Die Geschichte Bethaniens auf Langeoog begann nicht allzu lang nach der Gründung des Diakonischen Werks vor immerhin 101 Jahren: Am 1. Mai 1920 wurde die Villa Claassen, ein Haus mit 11 Räumen und 20 Betten, von einer Insulanerin gepachtet. Vor allem erholungsbedürftige Prediger und Diakonissen sollten Gelegenheit zum kostenlosen Aufenthalt haben. Eine Schwester des Mutterhauses Bethanien, damals noch in Wetter an der Ruhr, übernahm die Betreuung der ersten Gäste.

 

Bereits ein Jahr später musste das „Haus Post“ aufgrund der gestiegenen Nachfrage hinzu gepachtet werden. 1927 erwarb der Diakonieverein die „Villa Daheim“.

 

Im Jahr 1947 wurde auf dem heutigen Gelände des „Schwedenhauses“ eine Baracke aufgestellt, in der Kriegsversehrte und Heimkehrer, sowie ausgehungerte Kinder aufgenommen wurden. 1948 spendete der schwedische Missionsbund ein Holzhaus.
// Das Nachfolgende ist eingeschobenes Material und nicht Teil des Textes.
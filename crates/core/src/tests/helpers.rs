// Copyright (C) 2026 Fred Clausen
// Use of this source code is governed by an MIT-style
// license that can be found in the LICENSE file or at
// https://opensource.org/licenses/MIT.

use crate::{
    AccessObserver, Command, Course, CourseConfig, CourseState, RemovalPolicy, RoleManager,
    Session, TransitionResult, apply,
};
use gradebook_audit::{AccessDenial, Actor, AuditEvent};
use gradebook_domain::{
    Assignment, AssignmentCategory, AssignmentId, CategoryId, GradeSchemaRef, LatePolicyRef,
    NoLatePenalty, Role, StudentRecord, ThresholdGradeSchema, UserId,
};
use std::sync::Mutex;
use time::OffsetDateTime;
use time::macros::datetime;

pub const PROFESSOR: &str = "prof";
pub const ASSISTANT: &str = "ta";
pub const ALICE: &str = "alice";
pub const BOB: &str = "bob";
pub const STRANGER: &str = "mallory";

pub fn session(user: &str) -> Session {
    Session::new(UserId::new(user))
}

pub fn user(id: &str) -> UserId {
    UserId::new(id)
}

pub fn homework_id() -> CategoryId {
    CategoryId::new("homework")
}

pub fn hw1_id() -> AssignmentId {
    AssignmentId::new("hw1")
}

pub fn due_date() -> OffsetDateTime {
    datetime!(2026-09-15 23:59 UTC)
}

pub fn test_time() -> OffsetDateTime {
    datetime!(2026-09-01 09:00 UTC)
}

pub fn create_test_assignment() -> Assignment {
    Assignment::new(hw1_id(), "Homework 1", 100, Some(due_date()))
}

pub fn create_test_category() -> AssignmentCategory {
    AssignmentCategory::new(homework_id(), "Homework", 40)
}

pub fn create_test_actor() -> Actor {
    Actor::new(user(PROFESSOR), vec![Role::Professor])
}

/// A bare state owned by a professor, with no students or categories.
pub fn create_test_state() -> CourseState {
    let mut role_manager: RoleManager = RoleManager::new();
    role_manager.grant_role(&user(PROFESSOR), Role::Professor).unwrap();
    CourseState::new(
        String::from("CS 101"),
        GradeSchemaRef::new(ThresholdGradeSchema::default()),
        LatePolicyRef::new(NoLatePenalty),
        role_manager,
    )
}

/// Applies `command` as the test professor and returns the new state.
pub fn apply_ok(state: &CourseState, command: &Command) -> CourseState {
    let transition: TransitionResult = apply(
        state,
        command,
        create_test_actor(),
        RemovalPolicy::Retain,
        test_time(),
    )
    .unwrap();
    transition.new_state
}

/// A state with the homework category, `hw1` and `alice` enrolled.
pub fn create_populated_state() -> CourseState {
    let mut state: CourseState = create_test_state();
    let mut category: AssignmentCategory = create_test_category();
    category
        .assignments
        .insert(hw1_id(), create_test_assignment());
    state = apply_ok(&state, &Command::AddAssignmentCategory { category });
    apply_ok(
        &state,
        &Command::AddStudent {
            record: StudentRecord::new(user(ALICE), "Alice Liddell"),
        },
    )
}

/// CS 101 with a professor, a teaching assistant, one homework category
/// holding `hw1`, and `alice` and `bob` enrolled.
pub fn create_test_course(config: CourseConfig) -> Course {
    let course: Course = Course::new("CS 101", &user(PROFESSOR), config).unwrap();
    let professor: Session = session(PROFESSOR);

    course
        .grant_role(&professor, &user(ASSISTANT), Role::TeachingAssistant)
        .unwrap();
    course
        .add_assignment_category(&professor, create_test_category())
        .unwrap();
    course
        .add_assignment(&professor, &homework_id(), create_test_assignment())
        .unwrap();
    course
        .add_student(&professor, StudentRecord::new(user(ALICE), "Alice Liddell"))
        .unwrap();
    course
        .add_student(&professor, StudentRecord::new(user(BOB), "Bob Dobbs"))
        .unwrap();
    course
}

/// Observer that keeps everything it is told.
#[derive(Debug, Default)]
pub struct RecordingObserver {
    pub denials: Mutex<Vec<AccessDenial>>,
    pub events: Mutex<Vec<AuditEvent>>,
}

impl AccessObserver for RecordingObserver {
    fn on_denied(&self, denial: &AccessDenial) {
        self.denials.lock().unwrap().push(denial.clone());
    }

    fn on_recorded(&self, event: &AuditEvent) {
        self.events.lock().unwrap().push(event.clone());
    }
}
Bis 1992 fanden hier Kinderkuren und Familienerholungsfreizeiten statt.

 

Das Mitarbeiterhaus, Haus Bünting, wurde 1988 gekauft und war zunächst als Frühstückpension im Betrieb. Erst seit 1994 wohnen einige unserer Mitarbeitenden dort

 

Mittlerweile ist Bethanien auf Langeoog ein Hotel mit 3 Sternen und über 65 Zimmern. Das Hotel ist verteilt auf drei Gebäudeteile und hat neben den Gästezimmern auch viele weitere Räume für Gruppen zu bieten. Zwar haben wir immer noch Pastoren zu Gast, diese sind allerdings nicht mehr so erholungsbedürftig wie noch vor 100 Jahren. Stattedessen werden sie als Urlauberpastoren tätig und tragen zur Erholung und geistlichen Erfrischung der Gäste bei.